### MATERIAL TO PROCESS

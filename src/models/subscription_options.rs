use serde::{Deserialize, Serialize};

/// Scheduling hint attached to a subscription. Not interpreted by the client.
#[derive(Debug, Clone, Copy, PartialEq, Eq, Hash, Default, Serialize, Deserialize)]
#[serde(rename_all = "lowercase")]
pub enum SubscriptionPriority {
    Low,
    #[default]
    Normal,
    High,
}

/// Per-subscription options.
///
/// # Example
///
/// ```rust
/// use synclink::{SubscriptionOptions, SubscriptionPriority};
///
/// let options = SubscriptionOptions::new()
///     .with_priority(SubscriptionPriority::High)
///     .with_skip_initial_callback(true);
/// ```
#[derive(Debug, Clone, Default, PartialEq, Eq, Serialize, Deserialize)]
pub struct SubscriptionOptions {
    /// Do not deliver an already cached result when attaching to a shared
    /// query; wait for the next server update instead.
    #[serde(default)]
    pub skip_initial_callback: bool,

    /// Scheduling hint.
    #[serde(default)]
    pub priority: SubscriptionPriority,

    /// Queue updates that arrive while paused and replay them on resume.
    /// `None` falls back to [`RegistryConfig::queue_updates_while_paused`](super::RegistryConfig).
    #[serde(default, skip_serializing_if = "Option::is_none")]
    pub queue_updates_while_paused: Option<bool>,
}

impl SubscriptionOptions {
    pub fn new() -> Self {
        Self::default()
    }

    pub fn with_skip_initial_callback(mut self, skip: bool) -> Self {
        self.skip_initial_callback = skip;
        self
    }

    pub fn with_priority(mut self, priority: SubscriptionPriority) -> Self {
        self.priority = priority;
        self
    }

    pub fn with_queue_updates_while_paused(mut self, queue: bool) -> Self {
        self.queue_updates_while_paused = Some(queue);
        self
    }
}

######

WHAT YOU SHOULD DO —
In the entries above, restate word for word the lines between the one holding "by the client." and the one holding "them on resume.", inclusive, and nothing besides.

RESPONSE TO THIS TASK —
/// Scheduling hint attached to a subscription. Not interpreted by the client.
#[derive(Debug, Clone, Copy, PartialEq, Eq, Hash, Default, Serialize, Deserialize)]
#[serde(rename_all = "lowercase")]
pub enum SubscriptionPriority {
    Low,
    #[default]
    Normal,
    High,
}

/// Per-subscription options.
///
/// # Example
///
/// ```rust
/// use synclink::{SubscriptionOptions, SubscriptionPriority};
///
/// let options = SubscriptionOptions::new()
///     .with_priority(SubscriptionPriority::High)
///     .with_skip_initial_callback(true);
/// ```
#[derive(Debug, Clone, Default, PartialEq, Eq, Serialize, Deserialize)]
pub struct SubscriptionOptions {
    /// Do not deliver an already cached result when attaching to a shared
    /// query; wait for the next server update instead.
    #[serde(default)]
    pub skip_initial_callback: bool,

    /// Scheduling hint.
    #[serde(default)]
    pub priority: SubscriptionPriority,

    /// Queue updates that arrive while paused and replay them on resume.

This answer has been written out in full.